Material for the task:
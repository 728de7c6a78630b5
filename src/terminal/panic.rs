//! Panic hook for terminal restoration.

use super::setup::emergency_restore;
use std::panic;

/// Install a panic hook that restores the terminal before the previous
/// hook prints the panic.
///
/// Call after `color_eyre::install()` so the report keeps its formatting.
pub fn setup_panic_hook() {
    let original_hook = panic::take_hook();

    panic::set_hook(Box::new(move |panic_info| {
        emergency_restore();
        tracing::error!("Panic: {}", panic_info);
        original_hook(panic_info);
    }));
}
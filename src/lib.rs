//! hubdeck - a terminal dashboard for searching GitHub
//!
//! This library exposes modules for use in integration tests.

pub mod adapters;
pub mod app;
pub mod cli;
pub mod config;
pub mod error;
pub mod github;
pub mod logging;
pub mod markdown;
pub mod router;
pub mod session;
pub mod terminal;
pub mod traits;
pub mod ui;
pub mod views;
pub mod widgets;
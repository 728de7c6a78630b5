//! Helper functions and constants for UI rendering

use ratatui::{
    layout::Rect,
    style::Style,
    text::{Line, Span},
};

use super::theme::COLOR_LOADING;

/// Spinner frames for loading indicators
pub const SPINNER_FRAMES: [&str; 10] = ["⠋", "⠙", "⠹", "⠸", "⠼", "⠴", "⠦", "⠧", "⠇", "⠏"];

/// Ticks per spinner frame (the loop ticks every 16ms)
const TICKS_PER_FRAME: u64 = 6;

/// Get inner rect with margin
pub fn inner_rect(area: Rect, margin: u16) -> Rect {
    Rect {
        x: area.x + margin,
        y: area.y + margin,
        width: area.width.saturating_sub(margin * 2),
        height: area.height.saturating_sub(margin * 2),
    }
}

/// A `width` x `height` rect centered in `area`, clamped to fit.
pub fn centered_rect(area: Rect, width: u16, height: u16) -> Rect {
    let width = width.min(area.width);
    let height = height.min(area.height);
    Rect {
        x: area.x + (area.width - width) / 2,
        y: area.y + (area.height - height) / 2,
        width,
        height,
    }
}

pub fn spinner_frame(tick_count: u64) -> &'static str {
    SPINNER_FRAMES[((tick_count / TICKS_PER_FRAME) % SPINNER_FRAMES.len() as u64) as usize]
}

/// "⠋ Carregando..." style line.
pub fn loading_line(tick_count: u64, text: &str) -> Line<'static> {
    let style = Style::default().fg(COLOR_LOADING);
    Line::from(vec![
        Span::styled(format!("{} ", spinner_frame(tick_count)), style),
        Span::styled(text.to_string(), style),
    ])
}

/// Truncate a string to `max_chars` characters, adding "..." if truncated.
pub fn truncate_string(s: &str, max_chars: usize) -> String {
    if s.chars().count() <= max_chars {
        s.to_string()
    } else {
        let kept: String = s.chars().take(max_chars.saturating_sub(3)).collect();
        format!("{}...", kept)
    }
}

/// First line to show so that `selected` stays inside a window of `height` lines.
pub fn scroll_to_keep_visible(selected: usize, height: u16) -> u16 {
    let height = height.max(1) as usize;
    selected.saturating_sub(height - 1).min(u16::MAX as usize) as u16
}

#[cfg(test)]
mod tests {
    use super::*;

    #[test]
    fn test_inner_rect() {
        let r = inner_rect(Rect::new(0, 0, 10, 6), 1);
        assert_eq!(r, Rect::new(1, 1, 8, 4));
    }

    #[test]
    fn test_centered_rect() {
        let r = centered_rect(Rect::new(0, 0, 20, 10), 10, 4);
        assert_eq!(r, Rect::new(5, 3, 10, 4));
    }

    #[test]
    fn test_centered_rect_clamps() {
        let r = centered_rect(Rect::new(2, 2, 8, 4), 20, 20);
        assert_eq!(r, Rect::new(2, 2, 8, 4));
    }

    #[test]
    fn test_spinner_cycles() {
        assert_eq!(spinner_frame(0), SPINNER_FRAMES[0]);
        assert_eq!(spinner_frame(TICKS_PER_FRAME), SPINNER_FRAMES[1]);
        assert_eq!(
            spinner_frame(TICKS_PER_FRAME * SPINNER_FRAMES.len() as u64),
            SPINNER_FRAMES[0]
        );
    }

    #[test]
    fn test_truncate_string_multibyte() {
        assert_eq!(truncate_string("ação", 10), "ação");
        assert_eq!(truncate_string("repositório", 8), "repos...");
    }

    #[test]
    fn test_scroll_to_keep_visible() {
        assert_eq!(scroll_to_keep_visible(0, 5), 0);
        assert_eq!(scroll_to_keep_visible(4, 5), 0);
        assert_eq!(scroll_to_keep_visible(7, 5), 3);
        assert_eq!(scroll_to_keep_visible(3, 0), 3);
    }
}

Task to carry out:
Search the entries above for the string "margin". Copy each line in which it appears.

Solution to the problem:
/// Get inner rect with margin
pub fn inner_rect(area: Rect, margin: u16) -> Rect {
        x: area.x + margin,
        y: area.y + margin,
        width: area.width.saturating_sub(margin * 2),
        height: area.height.saturating_sub(margin * 2),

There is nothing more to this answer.